* Aim of the task:
Among the lines of the data below, count those that hold the word "DriveUploadSession". Answer with the number alone.

Available records below:

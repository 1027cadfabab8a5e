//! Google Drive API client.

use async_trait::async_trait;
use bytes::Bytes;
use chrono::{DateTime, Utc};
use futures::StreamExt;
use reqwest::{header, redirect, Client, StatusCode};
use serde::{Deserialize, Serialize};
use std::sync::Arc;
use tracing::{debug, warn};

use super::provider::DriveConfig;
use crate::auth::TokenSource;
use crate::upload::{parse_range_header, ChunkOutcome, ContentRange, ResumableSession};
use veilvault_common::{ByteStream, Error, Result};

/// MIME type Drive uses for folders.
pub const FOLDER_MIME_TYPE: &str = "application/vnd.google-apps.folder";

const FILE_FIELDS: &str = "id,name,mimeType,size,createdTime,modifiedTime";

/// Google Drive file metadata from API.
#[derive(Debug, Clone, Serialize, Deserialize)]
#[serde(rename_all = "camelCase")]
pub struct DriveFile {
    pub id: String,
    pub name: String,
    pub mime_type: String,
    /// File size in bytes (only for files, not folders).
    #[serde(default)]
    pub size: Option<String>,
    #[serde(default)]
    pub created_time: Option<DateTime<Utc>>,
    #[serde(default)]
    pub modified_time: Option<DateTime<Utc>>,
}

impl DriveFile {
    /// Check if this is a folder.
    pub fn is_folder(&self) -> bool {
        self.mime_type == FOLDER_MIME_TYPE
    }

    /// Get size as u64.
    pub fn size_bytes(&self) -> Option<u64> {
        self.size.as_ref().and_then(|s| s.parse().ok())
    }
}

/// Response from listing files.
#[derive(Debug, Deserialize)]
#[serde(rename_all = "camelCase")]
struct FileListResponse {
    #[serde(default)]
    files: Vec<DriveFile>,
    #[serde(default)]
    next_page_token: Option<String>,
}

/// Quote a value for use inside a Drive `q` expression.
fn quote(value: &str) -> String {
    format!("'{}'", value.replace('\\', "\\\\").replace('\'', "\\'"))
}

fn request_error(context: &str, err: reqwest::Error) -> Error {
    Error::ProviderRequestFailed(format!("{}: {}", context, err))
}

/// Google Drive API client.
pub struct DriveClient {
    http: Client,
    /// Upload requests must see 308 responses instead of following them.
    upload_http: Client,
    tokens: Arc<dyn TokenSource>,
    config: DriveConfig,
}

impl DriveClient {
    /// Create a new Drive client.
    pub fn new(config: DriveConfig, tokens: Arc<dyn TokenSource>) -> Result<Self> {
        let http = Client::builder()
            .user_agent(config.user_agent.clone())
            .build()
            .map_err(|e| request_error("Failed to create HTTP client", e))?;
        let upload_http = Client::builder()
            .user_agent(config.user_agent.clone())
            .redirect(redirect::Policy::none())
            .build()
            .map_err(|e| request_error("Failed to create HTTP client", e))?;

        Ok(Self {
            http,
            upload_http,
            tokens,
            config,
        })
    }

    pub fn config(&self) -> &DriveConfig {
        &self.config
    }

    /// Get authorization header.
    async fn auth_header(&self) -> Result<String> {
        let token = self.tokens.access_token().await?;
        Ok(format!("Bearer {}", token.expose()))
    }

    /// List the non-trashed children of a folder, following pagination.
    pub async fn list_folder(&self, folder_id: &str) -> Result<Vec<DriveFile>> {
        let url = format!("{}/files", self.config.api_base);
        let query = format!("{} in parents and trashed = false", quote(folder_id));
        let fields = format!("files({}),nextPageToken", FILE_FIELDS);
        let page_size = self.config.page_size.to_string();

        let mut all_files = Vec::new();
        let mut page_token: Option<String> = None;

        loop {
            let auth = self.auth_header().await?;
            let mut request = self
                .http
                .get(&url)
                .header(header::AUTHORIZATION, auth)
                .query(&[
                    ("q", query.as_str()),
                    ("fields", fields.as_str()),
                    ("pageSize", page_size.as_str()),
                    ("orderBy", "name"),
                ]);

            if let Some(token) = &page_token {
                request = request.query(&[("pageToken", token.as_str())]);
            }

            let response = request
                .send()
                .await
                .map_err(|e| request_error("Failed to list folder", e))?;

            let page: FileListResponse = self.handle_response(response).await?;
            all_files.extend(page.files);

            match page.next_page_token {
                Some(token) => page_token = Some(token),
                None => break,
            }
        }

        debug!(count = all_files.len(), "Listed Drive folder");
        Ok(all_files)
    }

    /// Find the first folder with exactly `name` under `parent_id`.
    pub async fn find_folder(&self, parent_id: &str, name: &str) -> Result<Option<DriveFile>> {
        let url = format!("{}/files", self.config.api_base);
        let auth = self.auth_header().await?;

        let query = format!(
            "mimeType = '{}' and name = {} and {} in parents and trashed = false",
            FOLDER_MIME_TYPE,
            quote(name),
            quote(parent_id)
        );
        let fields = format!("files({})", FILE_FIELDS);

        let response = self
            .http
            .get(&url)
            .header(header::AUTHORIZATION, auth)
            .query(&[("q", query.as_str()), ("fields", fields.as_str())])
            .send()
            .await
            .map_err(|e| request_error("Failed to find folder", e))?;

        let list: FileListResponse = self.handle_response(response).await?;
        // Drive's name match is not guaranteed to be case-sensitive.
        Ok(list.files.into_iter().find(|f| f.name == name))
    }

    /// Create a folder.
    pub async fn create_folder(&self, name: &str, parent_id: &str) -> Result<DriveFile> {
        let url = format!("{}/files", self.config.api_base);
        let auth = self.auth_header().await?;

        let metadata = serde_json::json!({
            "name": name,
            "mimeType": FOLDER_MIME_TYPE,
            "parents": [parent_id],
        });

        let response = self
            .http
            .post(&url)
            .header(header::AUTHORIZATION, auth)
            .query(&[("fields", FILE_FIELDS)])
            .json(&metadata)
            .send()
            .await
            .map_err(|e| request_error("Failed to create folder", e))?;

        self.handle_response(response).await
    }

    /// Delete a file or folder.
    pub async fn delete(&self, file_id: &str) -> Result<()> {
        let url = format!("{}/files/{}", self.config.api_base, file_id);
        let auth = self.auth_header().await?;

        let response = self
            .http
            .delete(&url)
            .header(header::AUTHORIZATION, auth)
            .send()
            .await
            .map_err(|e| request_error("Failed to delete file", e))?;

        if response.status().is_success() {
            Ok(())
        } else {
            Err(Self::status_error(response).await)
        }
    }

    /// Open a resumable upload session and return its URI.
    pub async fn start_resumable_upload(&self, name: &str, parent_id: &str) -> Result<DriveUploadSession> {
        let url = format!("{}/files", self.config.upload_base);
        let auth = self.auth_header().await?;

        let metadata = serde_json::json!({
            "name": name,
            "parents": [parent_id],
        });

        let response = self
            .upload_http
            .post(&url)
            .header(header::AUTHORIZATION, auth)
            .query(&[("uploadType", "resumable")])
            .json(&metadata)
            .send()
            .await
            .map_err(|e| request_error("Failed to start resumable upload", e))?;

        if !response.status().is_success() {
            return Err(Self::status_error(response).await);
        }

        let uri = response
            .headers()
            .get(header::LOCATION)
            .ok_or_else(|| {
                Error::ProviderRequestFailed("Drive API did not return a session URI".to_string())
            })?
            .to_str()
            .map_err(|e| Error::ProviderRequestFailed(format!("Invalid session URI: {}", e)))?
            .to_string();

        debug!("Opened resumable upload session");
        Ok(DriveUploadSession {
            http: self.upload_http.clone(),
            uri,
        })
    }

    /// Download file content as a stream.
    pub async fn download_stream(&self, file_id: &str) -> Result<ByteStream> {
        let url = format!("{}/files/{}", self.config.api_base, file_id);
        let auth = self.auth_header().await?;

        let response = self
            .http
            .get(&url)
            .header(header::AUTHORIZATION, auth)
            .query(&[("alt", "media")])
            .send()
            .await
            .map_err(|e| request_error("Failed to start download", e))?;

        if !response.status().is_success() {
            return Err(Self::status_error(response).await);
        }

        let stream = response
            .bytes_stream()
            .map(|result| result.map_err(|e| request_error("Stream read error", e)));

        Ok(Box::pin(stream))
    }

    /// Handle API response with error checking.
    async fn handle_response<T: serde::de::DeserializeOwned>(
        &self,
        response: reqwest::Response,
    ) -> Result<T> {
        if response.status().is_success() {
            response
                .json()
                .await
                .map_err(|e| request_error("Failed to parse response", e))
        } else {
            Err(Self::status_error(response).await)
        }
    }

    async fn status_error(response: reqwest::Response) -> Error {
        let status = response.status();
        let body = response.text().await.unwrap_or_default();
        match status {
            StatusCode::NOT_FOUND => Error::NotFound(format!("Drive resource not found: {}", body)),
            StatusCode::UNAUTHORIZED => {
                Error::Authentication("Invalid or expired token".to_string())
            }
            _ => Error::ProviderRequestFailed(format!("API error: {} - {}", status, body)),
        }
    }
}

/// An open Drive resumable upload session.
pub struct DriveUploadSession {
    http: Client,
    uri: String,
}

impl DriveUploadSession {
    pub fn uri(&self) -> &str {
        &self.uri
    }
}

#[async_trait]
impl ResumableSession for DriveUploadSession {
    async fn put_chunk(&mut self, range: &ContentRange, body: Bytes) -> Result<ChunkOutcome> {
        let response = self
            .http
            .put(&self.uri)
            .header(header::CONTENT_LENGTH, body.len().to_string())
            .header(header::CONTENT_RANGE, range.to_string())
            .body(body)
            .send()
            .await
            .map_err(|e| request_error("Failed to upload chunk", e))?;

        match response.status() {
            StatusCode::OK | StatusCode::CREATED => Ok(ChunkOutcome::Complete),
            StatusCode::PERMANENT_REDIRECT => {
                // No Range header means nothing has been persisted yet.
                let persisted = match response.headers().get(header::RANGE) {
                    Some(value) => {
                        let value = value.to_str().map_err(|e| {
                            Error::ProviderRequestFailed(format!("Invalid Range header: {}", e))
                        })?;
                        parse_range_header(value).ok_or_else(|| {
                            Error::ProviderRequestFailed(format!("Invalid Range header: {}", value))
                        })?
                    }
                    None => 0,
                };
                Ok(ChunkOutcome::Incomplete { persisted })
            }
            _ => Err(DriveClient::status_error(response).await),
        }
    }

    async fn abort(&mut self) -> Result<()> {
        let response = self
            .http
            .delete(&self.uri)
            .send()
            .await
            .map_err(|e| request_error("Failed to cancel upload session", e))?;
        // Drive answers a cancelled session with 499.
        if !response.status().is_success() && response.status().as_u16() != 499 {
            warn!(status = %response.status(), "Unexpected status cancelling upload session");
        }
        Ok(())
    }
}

End of Available records.

* Result of this task:
5